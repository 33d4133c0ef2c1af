//! Throwaway Postgres node management for extension tests.
//!
//! Provides the process-level abstraction the harness builds on: initializing
//! a fresh cluster, starting and stopping it through `pg_ctl`, editing its
//! configuration, and running SQL against it over tokio-postgres.

pub mod client;
pub mod error;
pub mod node;
pub mod version;
use std::sync::Arc;
use std::sync::atomic::{AtomicBool, Ordering};

use testkit::concurrency::BackgroundTask;
use testkit::error::ErrorKind;
use testkit::testkit_error;

#[tokio::test(flavor = "multi_thread")]
async fn join_returns_the_background_result() {
    let task = BackgroundTask::spawn(async { Ok(42) });

    assert_eq!(task.join().await.unwrap(), 42);
}

#[tokio::test(flavor = "multi_thread")]
async fn join_reraises_a_captured_error() {
    let task: BackgroundTask<()> = BackgroundTask::spawn(async {
        Err(testkit_error!(
            ErrorKind::SourceQueryFailed,
            "Statement failed in the background"
        ))
    });

    let error = task.join().await.unwrap_err();
    assert_eq!(error.kind(), ErrorKind::SourceQueryFailed);
}

#[tokio::test(flavor = "multi_thread")]
#[should_panic(expected = "background boom")]
async fn join_resumes_a_captured_panic() {
    let task: BackgroundTask<()> = BackgroundTask::spawn(async {
        panic!("background boom");
    });

    let _ = task.join().await;
}

#[tokio::test(flavor = "multi_thread")]
async fn join_never_observes_a_result_before_the_work_returned() {
    let finished = Arc::new(AtomicBool::new(false));
    let flag = finished.clone();

    let task = BackgroundTask::spawn(async move {
        tokio::time::sleep(std::time::Duration::from_millis(50)).await;
        flag.store(true, Ordering::SeqCst);
        Ok(7)
    });

    let value = task.join().await.unwrap();
    assert_eq!(value, 7);
    assert!(finished.load(Ordering::SeqCst));
}
use testkit_postgres::error::NodeError;

/// Asserts that a query error originated from the server with exactly
/// `expected` as its primary message.
pub fn assert_pg_error_message(error: &NodeError, expected: &str) {
    let db_error = db_error(error);
    assert_eq!(db_error.message(), expected);
}

/// Asserts the primary message and the attached hint of a server error.
pub fn assert_pg_error_with_hint(error: &NodeError, expected: &str, expected_hint: &str) {
    let db_error = db_error(error);
    assert_eq!(db_error.message(), expected);
    assert_eq!(db_error.hint(), Some(expected_hint));
}

fn db_error(error: &NodeError) -> &tokio_postgres::error::DbError {
    let NodeError::Query(query_error) = error else {
        panic!("expected a query error, got: {error}");
    };

    query_error
        .as_db_error()
        .expect("error did not originate from the server")
}
//! Test harness for the OrioleDB storage extension.
//!
//! Provisions throwaway Postgres instances, takes crash-consistent hot
//! backups of live data directories, spawns replicas and branches from those
//! backups, and synchronizes test code with background server workers through
//! poll-until-condition primitives.

pub mod backup;
pub mod concurrency;
pub mod error;
mod macros;
pub mod naming;
pub mod oriole;
pub mod provision;
pub mod sync;
#[cfg(any(test, feature = "test-utils"))]
pub mod test_utils;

# HOW TO COMPLETE THIS TASK
Your answer should consist of the lines from the material that contain "finished".

# TASK SOLUTION
    let finished = Arc::new(AtomicBool::new(false));
    let flag = finished.clone();
    assert!(finished.load(Ordering::SeqCst));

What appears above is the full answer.